Solved

SQL Server 2005 ability and reporting with extreme normalilization of information.

Posted on 2011-03-24
11
231 Views
Last Modified: 2012-05-11
Initially this web application was developed for internal use.  Their requests now are to get out reports.  As well as they are starting to launch this out a service.

I was hired in to re-architect it into ..NET from classic ASP.

So I have a sql server that has a table with 50 million rows for about 5 years of data.

This table houses the answers for every single question on an advanced web form.

Depending on the answers you can have a minimum of 183 rows added to this table PER single form saved.  And this can grow or shrink because every entered field on the form is created dynamically from what was entered by the user.

So one minute it can have 183 fields they fill in and then go to 210 then goto 190.  All answers must be stored regardless if they are filled in.

Basic query takes 11 seconds - My Development Box 8 GB RAM 7200 HD and QUAD core processor.  So no competition issues for processing power.

select YEAR(b.prStart), count (YEAR(b.prStart))
from PatRecs b
inner join Answers c on c.datapr = b.prid
inner join Users d on d.userid = c.datauser
group by YEAR(b.prStart), d.userlogo
order by YEAR(b.prStart)

Now I have put indexes on prid (clustered primary key), datauser nonclustered index, datapr clustered index with nothing else associated with it.
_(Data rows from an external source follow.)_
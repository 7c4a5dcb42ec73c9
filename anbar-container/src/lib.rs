//! Core container implementation for Anbar DI.

pub mod component;
pub mod container;
pub mod engine;
pub mod error;
mod graph;
pub mod key;
pub mod lifestyle;
pub mod properties;
pub mod registry;
pub mod resolver;
pub mod scope;
pub mod services;
pub mod settings;

pub use component::{Component, Disposable, Interface};
pub use container::{Container, prelude};
pub use engine::{NativeEngine, ResolutionEngine};
pub use error::{AnbarError, Result};
pub use key::ServiceKey;
pub use lifestyle::Lifestyle;
pub use settings::{AmbiguityPolicy, ContainerSettings};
Our current live sever has 4 GB, windows 2003, sql server 2005, XEON 2.53 , raid array.

I am debating if I need to unnormalize some of this form. ( I think I am using the right term.)

And instead of doing answers by row, put everything that needs to be static into columns and then nromalize the multiple answers that can happen.
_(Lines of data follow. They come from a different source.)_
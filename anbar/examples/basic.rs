//! Basic example of the Anbar DI container.
//!
//! Run with `RUST_LOG=anbar_container=debug` to watch registration,
//! finalization and disposal.

use std::sync::Arc;
use std::sync::atomic::{AtomicU64, Ordering};

use anbar::prelude::*;
use tracing::info;
use tracing_subscriber::EnvFilter;

// === Define your traits and types ===

trait Logger: Send + Sync {
    fn log(&self, message: &str);
}
impl Interface for dyn Logger {}

trait AuditTrail: Logger {
    fn audit(&self, action: &str) {
        self.log(&format!("AUDIT {action}"));
    }
}
impl Interface for dyn AuditTrail {
    fn extends(parents: &mut Parents<'_, Self>) {
        parents.parent::<dyn Logger>(|trail| trail as Arc<dyn Logger>);
    }
}

trait OrderHandler: Send + Sync {
    fn handle(&self, order: u64) -> String;
}
impl Interface for dyn OrderHandler {}

struct ConsoleLogger {
    prefix: String,
}

impl Logger for ConsoleLogger {
    fn log(&self, message: &str) {
        println!("[{}] {message}", self.prefix);
    }
}
impl AuditTrail for ConsoleLogger {}

impl Component for ConsoleLogger {
    fn construct(_: &Resolver<'_>) -> Result<Self> {
        Ok(ConsoleLogger {
            prefix: String::from("LOG"),
        })
    }

    fn services(services: &mut ServiceSet<Self>) {
        services.implements::<dyn AuditTrail>(|l| l as Arc<dyn AuditTrail>);
    }

    fn properties(properties: &mut PropertySet<Self>) {
        properties.value::<String>("Prefix", |logger, prefix| logger.prefix = prefix);
    }
}

/// One per unit of work; rolled back unless committed.
struct Transaction {
    id: u64,
    logger: Arc<dyn Logger>,
}

static NEXT_TRANSACTION: AtomicU64 = AtomicU64::new(1);

impl Disposable for Transaction {
    fn dispose(&self) -> std::result::Result<(), BoxError> {
        self.logger.log(&format!("transaction #{} closed", self.id));
        Ok(())
    }
}

impl Component for Transaction {
    fn construct(resolver: &Resolver<'_>) -> Result<Self> {
        Ok(Transaction {
            id: NEXT_TRANSACTION.fetch_add(1, Ordering::Relaxed),
            logger: resolver.resolve::<dyn Logger>()?,
        })
    }

    fn services(services: &mut ServiceSet<Self>) {
        services.disposable();
    }

    fn dependencies(dependencies: &mut Dependencies) {
        dependencies.require::<dyn Logger>();
    }
}

struct Warehouse {
    name: String,
    capacity: u32,
}

impl Component for Warehouse {
    fn construct(_: &Resolver<'_>) -> Result<Self> {
        Ok(Warehouse {
            name: String::from("main"),
            capacity: 100,
        })
    }

    fn properties(properties: &mut PropertySet<Self>) {
        properties.value::<String>("Name", |warehouse, name| warehouse.name = name);
    }
}

/// Reads the capacity from `WAREHOUSE_CAPACITY` when set.
fn warehouse_from_env(_: &Resolver<'_>) -> Result<Warehouse> {
    let capacity = match std::env::var("WAREHOUSE_CAPACITY") {
        Ok(raw) => raw.parse::<u32>().map_err(AnbarError::construction::<Warehouse>)?,
        Err(_) => 100,
    };
    Ok(Warehouse {
        name: String::from("main"),
        capacity,
    })
}

struct ShippingHandler {
    transaction: Arc<Transaction>,
    warehouse: Arc<Warehouse>,
}

impl OrderHandler for ShippingHandler {
    fn handle(&self, order: u64) -> String {
        format!(
            "shipped order {order} from {} ({} slots) in tx #{}",
            self.warehouse.name, self.warehouse.capacity, self.transaction.id
        )
    }
}

impl Component for ShippingHandler {
    fn construct(resolver: &Resolver<'_>) -> Result<Self> {
        Ok(ShippingHandler {
            transaction: resolver.resolve::<Transaction>()?,
            warehouse: resolver.resolve::<Warehouse>()?,
        })
    }

    fn services(services: &mut ServiceSet<Self>) {
        services.implements::<dyn OrderHandler>(|h| h as Arc<dyn OrderHandler>);
    }

    fn dependencies(dependencies: &mut Dependencies) {
        dependencies.require::<Transaction>().require::<Warehouse>();
    }
}

struct BillingHandler {
    audit: Option<Arc<dyn AuditTrail>>,
}

impl OrderHandler for BillingHandler {
    fn handle(&self, order: u64) -> String {
        if let Some(audit) = &self.audit {
            audit.audit(&format!("billed order {order}"));
        }
        format!("billed order {order}")
    }
}

impl Component for BillingHandler {
    fn construct(_: &Resolver<'_>) -> Result<Self> {
        Ok(BillingHandler { audit: None })
    }

    fn services(services: &mut ServiceSet<Self>) {
        services.implements::<dyn OrderHandler>(|h| h as Arc<dyn OrderHandler>);
    }

    fn properties(properties: &mut PropertySet<Self>) {
        properties.service::<dyn AuditTrail>(
            "Audit",
            |handler| handler.audit.is_some(),
            |handler, audit| handler.audit = Some(audit),
        );
    }
}

fn main() -> Result<()> {
    // Initialize tracing (logging)
    tracing_subscriber::fmt()
        .with_env_filter(
            EnvFilter::try_from_default_env()
                .unwrap_or_else(|_| EnvFilter::new("anbar_container=info")),
        )
        .init();

    let container = Container::new();
    container
        .configure::<ConsoleLogger>(Lifestyle::Singleton)?
        .configure_property::<ConsoleLogger, String>("Prefix", "shop".to_string())?
        .configure_factory_component::<Warehouse, _>(Lifestyle::Singleton, warehouse_from_env)?
        .configure_property::<Warehouse, String>("Name", "east".to_string())?
        .configure::<Transaction>(Lifestyle::ScopedToUnitOfWork)?
        .configure::<ShippingHandler>(Lifestyle::Transient)?
        .configure::<BillingHandler>(Lifestyle::Transient)?;

    // Fail fast on missing dependencies or cycles.
    container.finalize()?;

    let logger = container.build::<dyn Logger>()?;
    logger.log("container ready");

    for order in [1001, 1002] {
        let unit = container.build_child_container()?;
        for handler in unit.build_all::<dyn OrderHandler>()? {
            info!(order, "{}", handler.handle(order));
        }
        unit.dispose()?;
    }

    container.dispose()?;
    Ok(())
}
The main thing I am worried about is performance in respects to normal growth, accssing data recors and in respects to producing reports, totaling, ect..

50 million to me is alot of rows for 4 companies.  That means the the major company which is mine owns about 32 million of those rows over 5 years.

Which means small to mid-sized companies like us might need a minimum 6 million rows a year.

So, 100 companies could possibly add 600+ million rows to this table a year.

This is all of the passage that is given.